* _Problem to work on_:
Go through the lines of the material and count the ones with the word "usize". Give that count alone.

[Entries provided]

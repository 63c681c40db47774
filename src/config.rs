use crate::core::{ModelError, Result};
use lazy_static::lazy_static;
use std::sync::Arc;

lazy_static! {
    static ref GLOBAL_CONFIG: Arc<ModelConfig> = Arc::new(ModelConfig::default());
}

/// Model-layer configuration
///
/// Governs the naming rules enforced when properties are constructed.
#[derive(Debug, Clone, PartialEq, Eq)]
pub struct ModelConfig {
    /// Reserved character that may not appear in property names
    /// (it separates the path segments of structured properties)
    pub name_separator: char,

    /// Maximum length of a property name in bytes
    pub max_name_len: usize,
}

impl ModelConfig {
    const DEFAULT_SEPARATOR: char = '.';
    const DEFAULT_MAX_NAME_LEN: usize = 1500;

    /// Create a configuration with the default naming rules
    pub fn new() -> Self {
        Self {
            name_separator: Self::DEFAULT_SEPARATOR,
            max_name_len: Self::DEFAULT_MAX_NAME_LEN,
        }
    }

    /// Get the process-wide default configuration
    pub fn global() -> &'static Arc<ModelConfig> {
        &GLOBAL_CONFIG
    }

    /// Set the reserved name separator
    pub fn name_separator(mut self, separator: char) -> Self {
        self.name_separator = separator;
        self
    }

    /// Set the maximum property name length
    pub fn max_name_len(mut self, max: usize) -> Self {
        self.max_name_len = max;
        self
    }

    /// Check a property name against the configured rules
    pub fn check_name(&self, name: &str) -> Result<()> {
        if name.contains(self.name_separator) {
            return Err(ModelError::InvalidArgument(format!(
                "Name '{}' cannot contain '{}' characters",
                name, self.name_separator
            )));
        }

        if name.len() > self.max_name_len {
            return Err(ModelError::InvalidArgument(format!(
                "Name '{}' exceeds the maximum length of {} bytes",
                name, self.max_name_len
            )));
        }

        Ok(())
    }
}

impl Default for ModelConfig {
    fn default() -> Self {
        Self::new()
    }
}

[/Entries provided]

* _Response area_:
3